White pelicans, those gorgeous soaring birds of our inland lakes, are dabblers. They usually travel in pods of 10 to 20, watching their favorite fishing holes for the opportunity to gobble up a meal in a hurry. What's that old rhyme? "The pelican is a remarkable bird, its bill can hold more than its belly can."
If you go to Crane Prairie Reservoir, Summer Lake, and the Klamath lakes before summer is out, you can watch white pelicans in action. They find a school of fish feeding near the surface and slowly surround them, herding them into shallow water where they are more or less trapped.
One of the pelicans gives the signal and suddenly they rear back their huge bills and begin jabbing at the water with gaping mouths. The enormous sack beneath their long bill fills with fish and water, and as they raise their heads, they expel the water and swallow the fish. This cooperative effort works slicker than frog hair, and in a few moments the pelicans bills are no longer holding what their belly can.
Down on the coast, you can watch brown pelicans doing their thing, but they dive straight into the sea after schools of fish, wings folded back and bills wide open as they hit the water.
Diving for fish is a popular fishing style for most birds. Kingfishers, those flashy, blue and white, pointy-headed birds found in fresh and salt water habitat, usually shout their heads off as they plummet straight down, diving deep below the surface. "Hey! Watch this!" or, "Get out of my way!" they seem to cackle, as they patrol their territory.
Cormorants, another fisher bird - the double-crested variety found plying fresh water and pelagic in salt water - are also cooperative predators and dive straight in when in pursuit of fish. Contrary to popular opinion, cormorants found plundering our high lakes cannot live on trout alone. In fact, they actually prefer "rough fish," such as pestiferous chubs.
Some birds actually "fly" underwater after fish and small invertebrates, such as water ouzles, or "dippers" as they are also known, that are found in the rivers and cold streams of the Northwest. Metolius Fly fishers know the ouzles' fishing style. But it's the osprey, that beautiful, hawk-like raptor of our high lakes and rivers that do it with style.
Osprey are found in Europe and the New World, and there are two definite populations.
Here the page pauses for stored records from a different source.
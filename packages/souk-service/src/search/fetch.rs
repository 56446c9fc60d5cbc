use souk_config::SearchCandidates;
use souk_domain::{
	filter::ListingFilter,
	listing::Listing,
	query::QuerySpec,
	sort::SortSpec,
	text::NormalizedQuery,
};
use souk_storage::ListingStore;

use crate::Result;

/// What to read from storage for one request.
#[derive(Debug, Clone, Copy, PartialEq, Eq)]
pub struct FetchPlan {
	pub sort: SortSpec,
	pub skip: u64,
	pub limit: u64,
	/// Candidates are scored in-process and the page is cut from the ranked window.
	pub scored: bool,
	/// The window was cut short by `max_candidates`.
	pub window_capped: bool,
}
impl FetchPlan {
	pub fn for_query(spec: &QuerySpec, query: &NormalizedQuery, cfg: &SearchCandidates) -> Self {
		let skip = spec.skip();
		let limit = u64::from(spec.limit);

		if !spec.sort.is_default() || !spec.has_text() || query.is_empty() {
			return Self {
				sort: SortSpec::for_mode(spec.sort),
				skip,
				limit,
				scored: false,
				window_capped: false,
			};
		}

		let wanted = skip.saturating_add(limit).saturating_add(u64::from(cfg.window_padding));
		let max_candidates = u64::from(cfg.max_candidates);

		Self {
			sort: SortSpec::recency(),
			skip: 0,
			limit: wanted.min(max_candidates),
			scored: true,
			window_capped: wanted > max_candidates,
		}
	}
}

#[derive(Debug)]
pub struct Candidates {
	pub listings: Vec<Listing>,
	pub total: u64,
	pub truncated: bool,
}

pub async fn fetch_candidates(
	store: &dyn ListingStore,
	filter: &ListingFilter,
	plan: &FetchPlan,
) -> Result<Candidates> {
	let total = store.count(filter).await?;
	let listings = if plan.skip >= total && !plan.scored {
		Vec::new()
	} else {
		store.find(filter, plan.sort, plan.skip, plan.limit).await?
	};
	let truncated = plan.window_capped && total > plan.limit;

	Ok(Candidates { listings, total, truncated })
}

#[cfg(test)]
mod tests {
	use souk_config::SearchCandidates;
	use souk_domain::{
		query::QuerySpec,
		sort::{SortMode, SortSpec},
		text::{MAX_QUERY_TOKENS, NormalizedQuery},
	};

	use crate::search::fetch::FetchPlan;

	fn plan(spec: &QuerySpec, cfg: &SearchCandidates) -> FetchPlan {
		let query = NormalizedQuery::new(spec.text.as_deref().unwrap_or(""), MAX_QUERY_TOKENS);

		FetchPlan::for_query(spec, &query, cfg)
	}

	#[test]
	fn browsing_reads_the_page_directly() {
		let spec = QuerySpec { page: 3, limit: 20, ..Default::default() };
		let plan = plan(&spec, &SearchCandidates::default());

		assert!(!plan.scored);
		assert_eq!(plan.sort, SortSpec::for_mode(SortMode::Newest));
		assert_eq!((plan.skip, plan.limit), (40, 20));
	}

	#[test]
	fn non_default_sort_skips_scoring() {
		let spec = QuerySpec {
			text: Some("lamp".to_string()),
			sort: SortMode::PriceLow,
			..Default::default()
		};

		assert!(!plan(&spec, &SearchCandidates::default()).scored);
	}

	#[test]
	fn text_search_reads_a_padded_window() {
		let spec = QuerySpec { text: Some("lamp".to_string()), page: 2, ..Default::default() };
		let plan = plan(&spec, &SearchCandidates::default());

		assert!(plan.scored);
		assert!(!plan.window_capped);
		assert_eq!(plan.sort, SortSpec::recency());
		assert_eq!((plan.skip, plan.limit), (0, 240));
	}

	#[test]
	fn deep_pages_hit_the_candidate_cap() {
		let cfg = SearchCandidates { max_candidates: 1_000, window_padding: 200 };
		let spec = QuerySpec { text: Some("lamp".to_string()), page: 45, ..Default::default() };
		let plan = plan(&spec, &cfg);

		assert!(plan.window_capped);
		assert_eq!(plan.limit, 1_000);
	}

	#[test]
	fn punctuation_only_text_is_browsing() {
		let spec = QuerySpec { text: Some("?!".to_string()), ..Default::default() };

		assert!(!plan(&spec, &SearchCandidates::default()).scored);
	}
}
One group migrates north and south seasonally, while others are sedentary. Here in Oregon we see the migratory bunch. The osprey I banded at Crane Prairie Osprey Management Area traveled to Mexico, Guatemala, El Salvador, Panama and other locations throughout Central America, and one went as far as Volcan, Costa Rica.
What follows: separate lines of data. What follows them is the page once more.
//! Postgres-backed listing reads.
//!
//! Filters compile to a parameterized `WHERE` clause; substring conditions use `~*` with the
//! already escaped [`SafePattern`] source, so user text never reaches the regex engine unescaped.

use sqlx::{PgPool, Postgres, QueryBuilder};

use souk_domain::{
	filter::ListingFilter,
	listing::Listing,
	pattern::SafePattern,
	sort::{SortKey, SortSpec},
};

use crate::{
	BoxFuture, Error, ListingStore, Result,
	models::{LISTING_COLUMNS, ListingRow},
};

#[derive(Clone)]
pub struct PgListingStore {
	pool: PgPool,
}
impl PgListingStore {
	pub fn new(pool: PgPool) -> Self {
		Self { pool }
	}

	pub async fn count_matching(&self, filter: &ListingFilter) -> Result<u64> {
		let mut builder = QueryBuilder::<Postgres>::new("SELECT count(*) FROM listings");

		push_filter(&mut builder, filter);

		let count: i64 = builder.build_query_scalar().fetch_one(&self.pool).await?;

		u64::try_from(count).map_err(|_| Error::InvalidData(format!("negative count {count}")))
	}

	pub async fn find_matching(
		&self,
		filter: &ListingFilter,
		sort: SortSpec,
		skip: u64,
		limit: u64,
	) -> Result<Vec<Listing>> {
		let offset = to_sql_bound("skip", skip)?;
		let limit = to_sql_bound("limit", limit)?;
		let mut builder = QueryBuilder::<Postgres>::new(format!("SELECT {LISTING_COLUMNS} FROM listings"));

		push_filter(&mut builder, filter);
		push_order(&mut builder, sort);

		builder.push(" LIMIT ");
		builder.push_bind(limit);
		builder.push(" OFFSET ");
		builder.push_bind(offset);

		let rows: Vec<ListingRow> = builder.build_query_as().fetch_all(&self.pool).await?;

		rows.into_iter().map(Listing::try_from).collect()
	}
}
impl ListingStore for PgListingStore {
	fn count<'a>(&'a self, filter: &'a ListingFilter) -> BoxFuture<'a, Result<u64>> {
		Box::pin(self.count_matching(filter))
	}

	fn find<'a>(
		&'a self,
		filter: &'a ListingFilter,
		sort: SortSpec,
		skip: u64,
		limit: u64,
	) -> BoxFuture<'a, Result<Vec<Listing>>> {
		Box::pin(self.find_matching(filter, sort, skip, limit))
	}
}

/// Inserts or replaces a listing. Search never writes; seeding and tests do.
pub async fn upsert_listing(pool: &PgPool, listing: &Listing) -> Result<()> {
	sqlx::query(
		"\
INSERT INTO listings (
	listing_id,
	title,
	description,
	category,
	subcategory,
	price,
	location,
	condition,
	seller_rating,
	created_at,
	boosted,
	boosted_at,
	status
)
VALUES ($1, $2, $3, $4, $5, $6, $7, $8, $9, $10, $11, $12, $13)
ON CONFLICT (listing_id) DO UPDATE SET
	title = EXCLUDED.title,
	description = EXCLUDED.description,
	category = EXCLUDED.category,
	subcategory = EXCLUDED.subcategory,
	price = EXCLUDED.price,
	location = EXCLUDED.location,
	condition = EXCLUDED.condition,
	seller_rating = EXCLUDED.seller_rating,
	created_at = EXCLUDED.created_at,
	boosted = EXCLUDED.boosted,
	boosted_at = EXCLUDED.boosted_at,
	status = EXCLUDED.status",
	)
	.bind(listing.listing_id)
	.bind(listing.title.as_str())
	.bind(listing.description.as_str())
	.bind(listing.category.as_str())
	.bind(listing.subcategory.as_deref())
	.bind(listing.price)
	.bind(listing.location.as_str())
	.bind(listing.condition.as_str())
	.bind(listing.seller_rating)
	.bind(listing.created_at)
	.bind(listing.boosted)
	.bind(listing.boosted_at)
	.bind(listing.status.as_str())
	.execute(pool)
	.await?;

	Ok(())
}

pub(crate) fn push_filter(builder: &mut QueryBuilder<'_, Postgres>, filter: &ListingFilter) {
	builder.push(" WHERE status = ");
	builder.push_bind(filter.status.as_str());

	if let Some(category) = filter.category.as_ref() {
		builder.push(" AND category = ");
		builder.push_bind(category.clone());
	}
	if let Some(subcategory) = filter.subcategory.as_ref() {
		builder.push(" AND subcategory = ");
		builder.push_bind(subcategory.clone());
	}
	if let Some(condition) = filter.condition {
		builder.push(" AND condition = ");
		builder.push_bind(condition.as_str());
	}
	if let Some(location) = filter.location.as_ref() {
		push_pattern(builder, "location", location);
	}
	if let Some(min_price) = filter.min_price {
		builder.push(" AND price >= ");
		builder.push_bind(min_price);
	}
	if let Some(max_price) = filter.max_price {
		builder.push(" AND price <= ");
		builder.push_bind(max_price);
	}
	if filter.text.is_empty() {
		return;
	}

	builder.push(" AND (");

	for (idx, pattern) in filter.text.iter().enumerate() {
		if idx > 0 {
			builder.push(" OR");
		}

		builder.push(" title ~* ");
		builder.push_bind(pattern.as_regex_source().to_string());
		builder.push(" OR description ~* ");
		builder.push_bind(pattern.as_regex_source().to_string());
	}

	builder.push(")");
}

pub(crate) fn push_order(builder: &mut QueryBuilder<'_, Postgres>, sort: SortSpec) {
	builder.push(" ORDER BY ");

	if sort.boosted_first {
		builder.push("boosted DESC, ");
	}

	builder.push(match sort.key {
		SortKey::CreatedAtDesc => "created_at DESC",
		SortKey::CreatedAtAsc => "created_at ASC",
		SortKey::PriceAsc => "price ASC",
		SortKey::PriceDesc => "price DESC",
		SortKey::SellerRatingDesc => "seller_rating DESC NULLS LAST",
	});

	if sort.key != SortKey::CreatedAtDesc {
		builder.push(", created_at DESC");
	}

	builder.push(", listing_id ASC");
}

fn push_pattern(builder: &mut QueryBuilder<'_, Postgres>, column: &'static str, pattern: &SafePattern) {
	builder.push(" AND ");
	builder.push(column);
	builder.push(" ~* ");
	builder.push_bind(pattern.as_regex_source().to_string());
}

fn to_sql_bound(label: &str, value: u64) -> Result<i64> {
	i64::try_from(value).map_err(|_| Error::InvalidArgument(format!("{label} is out of range.")))
}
Osprey living in Mexico and Florida are residents, they live there year-round, just as osprey do in the Riviera and the Mediterranean in Europe. But osprey nesting in England and Scotland in summer spend their winters in Africa.
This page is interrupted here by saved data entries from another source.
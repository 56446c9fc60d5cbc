use std::path::PathBuf;

#[derive(Debug, thiserror::Error)]
pub enum Error {
	#[error(transparent)]
	Sqlx(#[from] sqlx::Error),
	#[error("Invalid argument: {0}")]
	InvalidArgument(String),
	#[error("Invalid stored data: {0}")]
	InvalidData(String),
	#[error("Failed to read seed file at {path:?}.")]
	ReadSeed { path: PathBuf, source: std::io::Error },
	#[error("Failed to parse seed file at {path:?}.")]
	ParseSeed { path: PathBuf, source: serde_json::Error },
}
use std::path::PathBuf;

use serde::Deserialize;

#[derive(Debug, Deserialize)]
pub struct Config {
	pub service: Service,
	pub storage: Storage,
	#[serde(default)]
	pub search: Search,
	#[serde(default)]
	pub security: Security,
}

#[derive(Debug, Deserialize)]
pub struct Service {
	pub http_bind: String,
	pub admin_bind: String,
	pub log_level: String,
}

#[derive(Debug, Deserialize)]
pub struct Storage {
	/// Either "postgres" or "memory".
	pub backend: String,
	pub postgres: Option<Postgres>,
	pub memory: Option<MemoryStorage>,
}

#[derive(Debug, Deserialize)]
pub struct Postgres {
	pub dsn: String,
	pub pool_max_conns: u32,
}

#[derive(Debug, Default, Deserialize)]
pub struct MemoryStorage {
	/// Optional JSON file holding an array of listings loaded at startup.
	pub seed_path: Option<PathBuf>,
}

#[derive(Debug, Deserialize)]
#[serde(default)]
pub struct Search {
	pub max_query_chars: u32,
	pub default_limit: u32,
	pub max_limit: u32,
	pub max_tokens: u32,
	pub candidates: SearchCandidates,
	pub scoring: SearchScoring,
	pub cache: SearchCache,
}
impl Default for Search {
	fn default() -> Self {
		Self {
			max_query_chars: 100,
			default_limit: 20,
			max_limit: 100,
			max_tokens: 6,
			candidates: SearchCandidates::default(),
			scoring: SearchScoring::default(),
			cache: SearchCache::default(),
		}
	}
}

/// Bounds the superset fetched for in-process relevance ranking.
#[derive(Debug, Deserialize)]
#[serde(default)]
pub struct SearchCandidates {
	pub max_candidates: u32,
	pub window_padding: u32,
}
impl Default for SearchCandidates {
	fn default() -> Self {
		Self { max_candidates: 1_000, window_padding: 200 }
	}
}

#[derive(Debug, Deserialize)]
#[serde(default)]
pub struct SearchScoring {
	pub dice_weight: f32,
	pub token_weight: f32,
	pub substring_bonus: f32,
}
impl Default for SearchScoring {
	fn default() -> Self {
		Self { dice_weight: 0.6, token_weight: 0.4, substring_bonus: 0.2 }
	}
}

#[derive(Debug, Deserialize)]
#[serde(default)]
pub struct SearchCache {
	pub enabled: bool,
	/// Either "memory" or "postgres".
	pub backend: String,
	pub ttl_seconds: i64,
	pub namespace: String,
	pub max_entries: Option<u32>,
	pub max_payload_bytes: Option<u64>,
}
impl Default for SearchCache {
	fn default() -> Self {
		Self {
			enabled: true,
			backend: "memory".to_string(),
			ttl_seconds: 300,
			namespace: "listings".to_string(),
			max_entries: Some(10_000),
			max_payload_bytes: Some(262_144),
		}
	}
}

#[derive(Debug, Deserialize)]
#[serde(default)]
pub struct Security {
	pub bind_localhost_only: bool,
}
impl Default for Security {
	fn default() -> Self {
		Self { bind_localhost_only: true }
	}
}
No matter where you find them, though, an osprey after a fish (and that's all they normally eat) is a work of art to watch.
Most fishermen and women who ply the waters of the high lakes can tell you that it's mama osprey who, with a lot of screeching, sends dad out after fish to feed the youngsters. Once in the air on long, graceful wings - that allow them to soar over open water - an osprey is in its hunting element. With built-in polarizing filters, they can see beneath the surface and spot a fish quickly. It's more difficult if there's a chop on the surface, but even then, they're good at it.
Once a fish is spotted, the osprey will usually hover over the target to establish the range and best angle for a dive. There's a lot of energy and time expenditure going on, and in Nature it's not smart to waste either if you're going to survive.
With one last adjustment over its intended target, the osprey folds up its wings and plummets. It appears it is going in head-first, but just before it hits the surface, the osprey swings its long legs under its body, and with those large feet open and needle-sharp talons out front, hits the water with wings held straight back.
As the osprey plunges beneath the surface about two feet, the feet slam into the fish and close. The rough surface on the under part of the osprey's feet prevents the fish from slipping through the powerful grasp, while sharp talons usually penetrate the fish's vital organs.
Osprey can't float like a pelican or gull; they have to get out of the water as quickly as possible or they'll go under with their fish. As the bird pops up, the long wings are brought down on the surface of the water and push the osprey back into the air. Once airborne, the fish is shifted in the osprey's feet head-first, so it is aerodynamic, the bird shakes excess water from its feathers and heads back home to feed to kids.
(Once in a while, however, an osprey's appetite is bigger than what's good for them. There are several huge Atlantic salmon in Hosmer Lake that have scars on their backs caused by osprey that tried to lift them out of the water, but due to the fish's bulk, couldn't get the job done. In fact, I had a fisherman tell me he watched a big Atlantic salmon drag an osprey under the surface and drown at Hosmer Lake.
While all this is going on, there is usually a bald eagle waiting for the opportunity to get into the act. Once the osprey is on its way home with its prey, the eagle takes chase. What a sight that is! Osprey and eagle do an aerial dance that has been going on for eons, one that almost always ends in one way: the osprey drops the fish and the eagle either catches it in mid-air, or scoops it off the water, and we're back to where we started this story.